M. Gérard Longuet, rapporteur spécial. Cet amendement d’appel vise à imposer que les conditions d’attribution de la prime de rémunération accordée dans le cadre du « pacte enseignant » soient définies par décret avant le 31 mars 2023.
Nous souhaitons simplement que les modalités de ce dispositif soient connues du Parlement avant les calendes grecques… (Sourires.)
M. le président. Quel est l’avis du Gouvernement ?
M. Pap Ndiaye, ministre. Je partage le souci exprimé par M. le rapporteur spécial.

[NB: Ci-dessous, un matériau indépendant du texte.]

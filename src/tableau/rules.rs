//! Decomposition rules.
//!
//! Every composite formula has exactly one rule. A rule either extends all open leaves below
//! the broken formula with a sequence of consequences, or splits those leaves and extends the
//! new left and right leaves with their own sequences. Order within a sequence matters: adding
//! stops as soon as a leaf closes.

use crate::common::Formula;

/// What breaking a formula adds to the tree.
#[derive(Debug, Clone, PartialEq, Eq)]
pub enum Expansion {
    /// Single branch extension with the given formulas.
    Extend(Vec<Formula>),
    /// Split into two branches, each extended with its own formulas.
    Branch {
        left: Vec<Formula>,
        right: Vec<Formula>,
    },
}

/// Look up the rule for a formula. Literals have no rule and return `None`.
pub fn decompose(formula: &Formula) -> Option<Expansion> {
    match formula {
        Formula::Atom(_) => None,
        // X ∧ Y → {X, Y}
        Formula::And(x, y) => Some(Expansion::Extend(vec![(**x).clone(), (**y).clone()])),
        // X ∨ Y → {X} | {Y}
        Formula::Or(x, y) => Some(Expansion::Branch {
            left: vec![(**x).clone()],
            right: vec![(**y).clone()],
        }),
        // X → Y → {¬X} | {Y}
        Formula::If(x, y) => Some(Expansion::Branch {
            left: vec![!&**x],
            right: vec![(**y).clone()],
        }),
        // X ↔ Y → {X, Y} | {¬X, ¬Y}
        Formula::Iff(x, y) => Some(Expansion::Branch {
            left: vec![(**x).clone(), (**y).clone()],
            right: vec![!&**x, !&**y],
        }),
        Formula::Not(inner) => match &**inner {
            Formula::Atom(_) => None,
            // ¬¬X → {X}
            Formula::Not(x) => Some(Expansion::Extend(vec![(**x).clone()])),
            // ¬(X ∧ Y) → {¬X} | {¬Y}
            Formula::And(x, y) => Some(Expansion::Branch {
                left: vec![!&**x],
                right: vec![!&**y],
            }),
            // ¬(X ∨ Y) → {¬X, ¬Y}
            Formula::Or(x, y) => Some(Expansion::Extend(vec![!&**x, !&**y])),
            // ¬(X → Y) → {X, ¬Y}
            Formula::If(x, y) => Some(Expansion::Extend(vec![(**x).clone(), !&**y])),
            // ¬(X ↔ Y) → {X, ¬Y} | {¬X, Y}
            Formula::Iff(x, y) => Some(Expansion::Branch {
                left: vec![(**x).clone(), !&**y],
                right: vec![!&**x, (**y).clone()],
            }),
        },
    }
}

#[cfg(test)]
mod tests {
    use super::*;

    fn a() -> Formula {
        Formula::atom("A")
    }

    fn b() -> Formula {
        Formula::atom("B")
    }

    #[test]
    fn literals_have_no_rule() {
        assert_eq!(decompose(&a()), None);
        assert_eq!(decompose(&!a()), None);
    }

    #[test]
    fn extending_rules() {
        assert_eq!(decompose(&!!a()), Some(Expansion::Extend(vec![a()])));
        assert_eq!(
            decompose(&Formula::and(a(), b())),
            Some(Expansion::Extend(vec![a(), b()]))
        );
        assert_eq!(
            decompose(&!Formula::or(a(), b())),
            Some(Expansion::Extend(vec![!a(), !b()]))
        );
        assert_eq!(
            decompose(&!Formula::implies(a(), b())),
            Some(Expansion::Extend(vec![a(), !b()]))
        );
    }

    #[test]
    fn branching_rules() {
        assert_eq!(
            decompose(&Formula::or(a(), b())),
            Some(Expansion::Branch {
                left: vec![a()],
                right: vec![b()]
            })
        );
        assert_eq!(
            decompose(&!Formula::and(a(), b())),
            Some(Expansion::Branch {
                left: vec![!a()],
                right: vec![!b()]
            })
        );
        assert_eq!(
            decompose(&Formula::implies(a(), b())),
            Some(Expansion::Branch {
                left: vec![!a()],
                right: vec![b()]
            })
        );
        assert_eq!(
            decompose(&Formula::iff(a(), b())),
            Some(Expansion::Branch {
                left: vec![a(), b()],
                right: vec![!a(), !b()]
            })
        );
        assert_eq!(
            decompose(&!Formula::iff(a(), b())),
            Some(Expansion::Branch {
                left: vec![a(), !b()],
                right: vec![!a(), b()]
            })
        );
    }

    #[test]
    fn operands_are_kept_whole() {
        let nested = Formula::and(Formula::or(a(), b()), !!b());
        assert_eq!(
            decompose(&nested),
            Some(Expansion::Extend(vec![Formula::or(a(), b()), !!b()]))
        );
    }
}
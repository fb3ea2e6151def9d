use nom::combinator::all_consuming;
use tracing::trace;

use super::{
    connective::{find_main_connective, normalize, Connective},
    parse_atom, ParseError,
};
use crate::common::Formula;

/// Parse formula text by repeatedly splitting it at its main connective.
pub fn parse(text: &str) -> Result<Formula, ParseError> {
    let canonical = normalize(text);
    if canonical.is_empty() {
        return Err(ParseError::Empty);
    }
    check_balanced(&canonical)?;
    trace!("parsing '{}'", canonical);
    build(&canonical)
}

fn check_balanced(canonical: &str) -> Result<(), ParseError> {
    let mut depth: isize = 0;
    for c in canonical.chars() {
        match c {
            '(' => depth += 1,
            ')' => depth -= 1,
            _ => {}
        }
        if depth < 0 {
            return Err(ParseError::Unbalanced(canonical.to_string()));
        }
    }
    if depth != 0 {
        return Err(ParseError::Unbalanced(canonical.to_string()));
    }
    Ok(())
}

/// Drop parentheses that enclose the whole text, as often as they do.
fn strip_outer(mut text: &str) -> &str {
    while text.starts_with('(') && closing_paren(text) == Some(text.len() - 1) {
        text = &text[1..text.len() - 1];
    }
    text
}

/// Byte offset of the parenthesis closing the one that opens `text`.
fn closing_paren(text: &str) -> Option<usize> {
    let mut depth = 0usize;
    for (i, c) in text.char_indices() {
        match c {
            '(' => depth += 1,
            ')' => {
                depth = depth.checked_sub(1)?;
                if depth == 0 {
                    return Some(i);
                }
            }
            _ => {}
        }
    }
    None
}

// `text` is balanced canonical text
fn build(text: &str) -> Result<Formula, ParseError> {
    let inner = strip_outer(text);
    if inner.is_empty() {
        return Err(ParseError::Malformed(text.to_string()));
    }

    let Some(main) = find_main_connective(inner) else {
        let (_, name) = all_consuming(parse_atom)(inner)
            .map_err(|_| ParseError::InvalidAtom(inner.to_string()))?;
        return Ok(Formula::atom(name));
    };
    if main.depth != 0 {
        return Err(ParseError::Malformed(inner.to_string()));
    }

    let (left, right) = (&inner[..main.position], &inner[main.position + 1..]);
    match main.connective {
        Connective::Not => {
            if !left.is_empty() {
                return Err(ParseError::Malformed(inner.to_string()));
            }
            Ok(!build(right)?)
        }
        binary => {
            if left.is_empty() || right.is_empty() {
                return Err(ParseError::Malformed(inner.to_string()));
            }
            let (left, right) = (build(left)?, build(right)?);
            Ok(match binary {
                Connective::And => Formula::and(left, right),
                Connective::Or => Formula::or(left, right),
                Connective::If => Formula::implies(left, right),
                Connective::Iff => Formula::iff(left, right),
                Connective::Not => unreachable!("negation is handled above"),
            })
        }
    }
}

#[cfg(test)]
mod tests {
    use super::*;

    fn atom(name: &str) -> Formula {
        Formula::atom(name)
    }

    #[test]
    fn parses_atoms() {
        assert_eq!(parse("A"), Ok(atom("A")));
        assert_eq!(parse("  (( rain_2 )) "), Ok(atom("rain_2")));
    }

    #[test]
    fn parses_each_connective() {
        assert_eq!(parse("A & B"), Ok(Formula::and(atom("A"), atom("B"))));
        assert_eq!(parse("A | B"), Ok(Formula::or(atom("A"), atom("B"))));
        assert_eq!(parse("A > B"), Ok(Formula::implies(atom("A"), atom("B"))));
        assert_eq!(parse("A < B"), Ok(Formula::iff(atom("A"), atom("B"))));
        assert_eq!(parse("- A"), Ok(!atom("A")));
        assert_eq!(parse("- (- A)"), Ok(!!atom("A")));
    }

    #[test]
    fn parses_word_operators() {
        let expected = Formula::iff(
            Formula::and(
                Formula::implies(atom("A"), atom("B")),
                !Formula::or(atom("C"), atom("D")),
            ),
            atom("E"),
        );
        assert_eq!(
            parse("((A implies B) and not (C or D)) iff E"),
            Ok(expected)
        );
    }

    #[test]
    fn splits_by_priority_at_equal_depth() {
        // & outranks > so it becomes the main connective
        assert_eq!(
            parse("A > B & C"),
            Ok(Formula::and(Formula::implies(atom("A"), atom("B")), atom("C")))
        );
        assert_eq!(
            parse("-A | B"),
            Ok(Formula::or(!atom("A"), atom("B")))
        );
        // repeated operators split at their first occurrence
        assert_eq!(
            parse("A & B & C"),
            Ok(Formula::and(atom("A"), Formula::and(atom("B"), atom("C"))))
        );
    }

    #[test]
    fn parses_nested_parentheses() {
        assert_eq!(
            parse("(-(A & B) > (C < D))"),
            Ok(Formula::implies(
                !Formula::and(atom("A"), atom("B")),
                Formula::iff(atom("C"), atom("D"))
            ))
        );
        assert_eq!(
            parse("(A | B) & (C | D)"),
            Ok(Formula::and(
                Formula::or(atom("A"), atom("B")),
                Formula::or(atom("C"), atom("D"))
            ))
        );
    }

    #[test]
    fn rejects_malformed_text() {
        assert_eq!(parse("   "), Err(ParseError::Empty));
        assert_eq!(parse("(A & B"), Err(ParseError::Unbalanced("(A&B".into())));
        assert_eq!(parse("A & B)"), Err(ParseError::Unbalanced("A&B)".into())));
        assert_eq!(parse("A &"), Err(ParseError::Malformed("A&".into())));
        assert_eq!(parse("A -B"), Err(ParseError::Malformed("A-B".into())));
        assert_eq!(parse("()"), Err(ParseError::Malformed("()".into())));
        assert_eq!(
            parse("(A & B)(C & D)"),
            Err(ParseError::Malformed("(A&B)(C&D)".into()))
        );
        assert_eq!(parse("A$"), Err(ParseError::InvalidAtom("A$".into())));
    }

    #[test]
    fn canonical_text_parses_back() {
        let formula = parse("not (P and Q) iff (not P or not Q)").unwrap();
        assert_eq!(parse(&formula.to_canonical()), Ok(formula));
    }
}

Je me suis engagé à ce que cette revalorisation intervienne en septembre 2023. Cet objectif guide notre calendrier et il sera atteint.
Je demande donc le retrait de cet amendement.
M. le président. Monsieur le rapporteur spécial, l’amendement n° II-1181 est-il maintenu ?
M. Gérard Longuet, rapporteur spécial. J’ai bien compris que cette mesure serait prête pour septembre prochain, mais nous avons voté pour lui consacrer une somme importante et nous aimerions en connaître les contreparties.
Je retire cet amendement, mais une question d’actualité vous sera posée, monsieur le ministre, à la date que j’ai évoquée.
M. le président. L’amendement n° II-1181 est retiré.
Nous avons achevé l’examen des crédits de la mission « Enseignement scolaire ».
4
Ordre du jour
M. le président. Voici quel sera l’ordre du jour de la prochaine séance publique, précédemment fixée à aujourd’hui, vendredi 2 décembre 2022 :
À neuf heures quarante-cinq, quatorze heures trente et le soir :
Suite du projet de loi de finances pour 2023, considéré comme adopté par l’Assemblée nationale en application de l’article 49, alinéa 3, de la Constitution (texte n° 114, 2022-2023) ;
Mission « Cohésion des territoires » ;
Article 41 ter ;
Mission « Écologie, développement et mobilités durables » ;
Articles 42 bis, 42 ter et 42 quater ;
Budget annexe « Contrôle et exploitation aériens » ;
Compte spécial « Financement des aides aux collectivités pour l’électrification rurale ».
Personne ne demande la parole ?…
La séance est levée.
(La séance est levée le vendredi 2 décembre 2022, à zéro heure quarante-cinq.)